AARP/272/2024 du 08.08.2024 sur JTDP/198/2024 ( PENAL ) , REJETE

Normes : CP.286
RÉPUBLIQUE ET CANTON DE GENÈVE

POUVOIR JUDICIAIRE

P/954/2023 AARP/272/2024

COUR DE JUSTICE

Chambre pénale d'appel et de révision

Arrêt du 8 août 2024

 

Entre

A______, domicilié ______, Italie, comparant par Me B______, avocat,

appelant,

 

contre le jugement JTDP/198/2024 rendu le 14 février 2024 par le Tribunal de police,

 

et

LE MINISTÈRE PUBLIC de la République et canton de Genève, route de Chancy 6B, case postale 3565, 1211 Genève 3,

intimé.


EN FAIT :

A. a. En temps utile, A______ appelle du jugement JTDP/198/2024 du 14 février 2024, par lequel le Tribunal de police (TP) l'a acquitté d'entrée illégale (art. 115 al. 1 let. a de la loi sur les étrangers et l’intégration [LEI]) mais l’a reconnu coupable d'empêchement d'accomplir un acte officiel (art. 286 al. 1 du code pénal [CP]) et l’a condamné à une peine pécuniaire de dix jours-amende à CHF 30.- l’unité, sous déduction de deux jours-amende, correspondant à deux jours de détention avant jugement (art. 34 et 51 CP), lui a alloué une indemnité de procédure de CHF 1'682.30, a statué sur les objets et valeurs saisis et l’a condamné au paiement de la moitié des frais de la procédure.

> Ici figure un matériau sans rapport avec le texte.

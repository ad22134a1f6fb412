//! Application configuration module
//!
//! Provides the validated configuration for the client. Values come from
//! defaults, an optional TOML file and the environment; the layering lives in
//! `egui_app::config`.

use std::path::{Path, PathBuf};

use serde::{Deserialize, Serialize};
use thiserror::Error;

use crate::shared::query::DEFAULT_PAGE_SIZE;

/// Default API base URL
pub const DEFAULT_SERVER_URL: &str = "http://localhost:5000";

/// Default search debounce window in milliseconds
pub const DEFAULT_DEBOUNCE_MS: u64 = 500;

/// Application configuration
#[derive(Debug, Clone, PartialEq, Serialize, Deserialize)]
#[serde(default)]
pub struct AppConfig {
    /// Base URL of the movie/auth API
    pub server_url: String,
    /// Movies per page
    pub page_size: u32,
    /// Quiescence window before a search is sent
    pub debounce_ms: u64,
    /// Where the auth cookie is persisted
    pub token_path: Option<PathBuf>,
    /// Per-request timeout; unset keeps the HTTP client default
    pub request_timeout_secs: Option<u64>,
}

impl Default for AppConfig {
    fn default() -> Self {
        Self {
            server_url: DEFAULT_SERVER_URL.to_string(),
            page_size: DEFAULT_PAGE_SIZE,
            debounce_ms: DEFAULT_DEBOUNCE_MS,
            token_path: None,
            request_timeout_secs: None,
        }
    }
}

impl AppConfig {
    /// Create a new AppConfigBuilder
    pub fn builder() -> AppConfigBuilder {
        AppConfigBuilder::default()
    }

    /// Continue building from this configuration
    pub fn into_builder(self) -> AppConfigBuilder {
        AppConfigBuilder { inner: self }
    }

    /// Parse and validate a TOML document
    pub fn from_toml_str(source: &str) -> Result<Self, ConfigError> {
        let config: AppConfig = toml::from_str(source)?;
        config.validate()?;
        Ok(config)
    }

    /// Read and validate a TOML file
    pub fn from_file(path: &Path) -> Result<Self, ConfigError> {
        let source = std::fs::read_to_string(path).map_err(|source| ConfigError::Io {
            path: path.to_path_buf(),
            source,
        })?;
        Self::from_toml_str(&source)
    }

    /// Validate the configuration
    pub fn validate(&self) -> Result<(), ConfigError> {
        let url = self.server_url.trim();
        if !(url.starts_with("http://") || url.starts_with("https://")) || url.len() <= "https://".len() {
            return Err(ConfigError::InvalidUrl(self.server_url.clone()));
        }
        if self.page_size == 0 {
            return Err(ConfigError::InvalidValue {
                key: "page_size",
                value: self.page_size.to_string(),
            });
        }
        if self.request_timeout_secs == Some(0) {
            return Err(ConfigError::InvalidValue {
                key: "request_timeout_secs",
                value: "0".to_string(),
            });
        }
        Ok(())
    }
}

/// Builder for AppConfig
#[derive(Debug, Default)]
pub struct AppConfigBuilder {
    inner: AppConfig,
}

impl AppConfigBuilder {
    /// Set the API base URL; a trailing slash is dropped
    pub fn server_url(mut self, url: impl Into<String>) -> Self {
        let url = url.into();
        self.inner.server_url = url.trim().trim_end_matches('/').to_string();
        self
    }

    pub fn page_size(mut self, page_size: u32) -> Self {
        self.inner.page_size = page_size;
        self
    }

    pub fn debounce_ms(mut self, debounce_ms: u64) -> Self {
        self.inner.debounce_ms = debounce_ms;
        self
    }

    pub fn token_path(mut self, path: impl Into<PathBuf>) -> Self {
        self.inner.token_path = Some(path.into());
        self
    }

    pub fn request_timeout_secs(mut self, secs: u64) -> Self {
        self.inner.request_timeout_secs = Some(secs);
        self
    }

    /// Build the configuration
    pub fn build(self) -> Result<AppConfig, ConfigError> {
        self.inner.validate()?;
        Ok(self.inner)
    }
}

/// Configuration errors
#[derive(Debug, Error)]
pub enum ConfigError {
    #[error("invalid URL: {0}")]
    InvalidUrl(String),
    #[error("invalid value for {key}: {value}")]
    InvalidValue { key: &'static str, value: String },
    #[error("failed to read config file {path}: {source}")]
    Io {
        path: PathBuf,
        #[source]
        source: std::io::Error,
    },
    #[error("failed to parse config file: {0}")]
    Parse(#[from] toml::de::Error),
}
use eframe::egui;

use crate::egui_app::AppView;
use crate::egui_app::state::AppState;
use crate::egui_app::theme::colors;

pub fn render(ui: &mut egui::Ui, state: &mut AppState) {
    let is_signup = state.current_view == AppView::Signup;
    let available_rect = ui.available_rect_before_wrap();

    ui.vertical_centered(|ui| {
        let top_space = (available_rect.height() - 280.0).max(0.0) / 2.0;
        ui.add_space(top_space);

        ui.label(
            egui::RichText::new(if is_signup { "Signup" } else { "Login" })
                .size(28.0)
                .strong()
                .color(colors::TEXT_LIGHT),
        );
        ui.add_space(20.0);

        if let Some(ref error) = state.auth.state().error {
            ui.label(egui::RichText::new(error).color(colors::ERROR));
            ui.add_space(10.0);
        }

        let input_width = 280.0;
        let label_width = 80.0;
        let indent = ((available_rect.width() - input_width - label_width - 20.0) / 2.0).max(0.0);

        ui.horizontal(|ui| {
            ui.add_space(indent);
            ui.add_sized(
                [label_width, 24.0],
                egui::Label::new(egui::RichText::new("Email:").color(colors::TEXT_SECONDARY)),
            );
            ui.add_sized(
                [input_width, 28.0],
                egui::TextEdit::singleline(&mut state.email_input).text_color(colors::TEXT_LIGHT),
            );
        });
        ui.add_space(8.0);

        let mut submitted = false;
        ui.horizontal(|ui| {
            ui.add_space(indent);
            ui.add_sized(
                [label_width, 24.0],
                egui::Label::new(egui::RichText::new("Password:").color(colors::TEXT_SECONDARY)),
            );
            let response = ui.add_sized(
                [input_width, 28.0],
                egui::TextEdit::singleline(&mut state.password_input)
                    .password(true)
                    .text_color(colors::TEXT_LIGHT),
            );
            submitted = response.lost_focus() && ui.input(|i| i.key_pressed(egui::Key::Enter));
        });
        ui.add_space(20.0);

        let loading = state.auth.state().loading;
        ui.horizontal(|ui| {
            let button_width = 120.0;
            ui.add_space(((available_rect.width() - button_width * 2.0 - 10.0) / 2.0).max(0.0));

            let submit = egui::Button::new(
                egui::RichText::new(if is_signup { "Signup" } else { "Login" }).color(colors::TEXT_LIGHT),
            )
            .fill(colors::BUTTON_PRIMARY);
            if ui.add_enabled_ui(!loading, |ui| ui.add_sized([button_width, 32.0], submit)).inner.clicked() {
                submitted = true;
            }

            ui.add_space(10.0);

            let other = if is_signup { "Back to Login" } else { "Create Account" };
            if ui
                .add_sized(
                    [button_width, 32.0],
                    egui::Button::new(egui::RichText::new(other).color(colors::TEXT_SECONDARY)),
                )
                .clicked()
            {
                state.navigate(if is_signup { AppView::Login } else { AppView::Signup });
            }
        });

        if submitted && !loading {
            if is_signup {
                state.submit_signup();
            } else {
                state.submit_login();
            }
        }

        if loading {
            ui.add_space(15.0);
            ui.horizontal(|ui| {
                ui.add_space(((available_rect.width() - 100.0) / 2.0).max(0.0));
                ui.label(egui::RichText::new("Loading...").color(colors::TEXT_LIGHT));
                ui.spinner();
            });
        }
    });
}
//! egui Native Desktop App Module
//!
//! This module provides a native desktop client using egui/eframe that talks
//! to the movie catalog API.
//!
//! # Architecture
//!
//! The egui_app module is organized into focused submodules:
//!
//! - **`config`** - Configuration layering (defaults, file, environment)
//! - **`token_store`** - Cookie-like persisted auth token and role checks
//! - **`api`** - HTTP client for the movie and auth endpoints
//! - **`debounce`** - Cancellable deferred task used for search input
//! - **`list`** - Search/sort/pagination list controller
//! - **`editor`** - Edit/create/delete workflow
//! - **`auth`** - Login/signup/logout workflow
//! - **`notice`** - Dismissable user notices
//! - **`types`** - App views (route equivalents)
//! - **`state`** - Central state wiring the controllers together
//! - **`views`** / **`theme`** - Rendering
//! - **`main`** - Main application entry point (binary)
//!
//! # Module Structure
//!
//! ```text
//! egui_app/
//! ├── mod.rs          - Module exports and documentation
//! ├── main.rs         - Main application entry point
//! ├── config.rs       - Configuration management
//! ├── token_store.rs  - Auth token persistence
//! ├── api.rs          - REST client
//! ├── debounce.rs     - Debounce timer
//! ├── list.rs         - List controller
//! ├── editor.rs       - Edit/create workflow
//! ├── auth.rs         - Auth workflow
//! ├── notice.rs       - Notices
//! ├── types.rs        - App views
//! ├── state/          - App state
//! ├── views/          - egui views
//! └── theme/          - Colors and frames
//! ```
//!
//! # Example
//!
//! ```rust,no_run
//! // Run the egui app:
//! // cargo run --bin movies_app
//! ```

pub mod config;
pub mod token_store;
pub mod api;
pub mod debounce;
pub mod list;
pub mod editor;
pub mod auth;
pub mod notice;
pub mod types;
pub mod state;
pub mod views;
pub mod theme;

// Re-export commonly used types
pub use config::Config;
pub use token_store::{TokenStore, TokenStoreError};
pub use api::{ApiClient, ApiError};
pub use list::{ListController, ListEvent, ListOutcome};
pub use editor::{EditorMode, EditorOutcome, MovieDraft, MovieEditor, MovieField};
pub use auth::{AuthMode, AuthOutcome, AuthState, AuthWorkflow};
pub use notice::{Notice, NoticeBoard, NoticeLevel};
pub use types::AppView;
pub use state::AppState;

A______ entreprend intégralement ce jugement, concluant à son acquittement et à son indemnisation.

b. Selon l'ordonnance pénale du 13 janvier 2023, il est encore reproché ce qui suit à A______ : le 12 janvier 2023, il a pris la fuite à pieds, en courant, à la vue de la police qui voulait procéder à un contrôle d'usage, malgré les injonctions « HALTE POLICE ».

B. Les faits pertinents suivants ressortent de la procédure :

a. À teneur du rapport d’arrestation du 13 janvier 2023, la veille, lors d’une patrouille motorisée au quai du Rhône, l’attention des gendarmes de la brigade de sécurité publique avait été attirée par deux individus qui erraient à l’angle de la rue de la Coulouvrenière. Alors qu’ils voulaient procéder à leur contrôle, ces deux personnes avaient pris la fuite malgré de nombreuses sommations « HALTE POLICE ». Seul l’un des deux individus avait pu être rattrapé, à 21h38, à hauteur de l’immeuble no. ______ quai du Rhône. Il avait d’abord pris la fuite en courant en direction du pont de Sous-Terre, enjambé une barrière à proximité du Rhône et était revenu sur ses pas pour être finalement bloqué par des travaux. Pris au dépourvu, il avait à nouveau enjambé la balustrade et avait pu être interpellé sans usage de la force. Identifié comme étant A______, il était porteur de son passeport nigérian et d’un titre de séjour italien échu le 6 novembre 2022.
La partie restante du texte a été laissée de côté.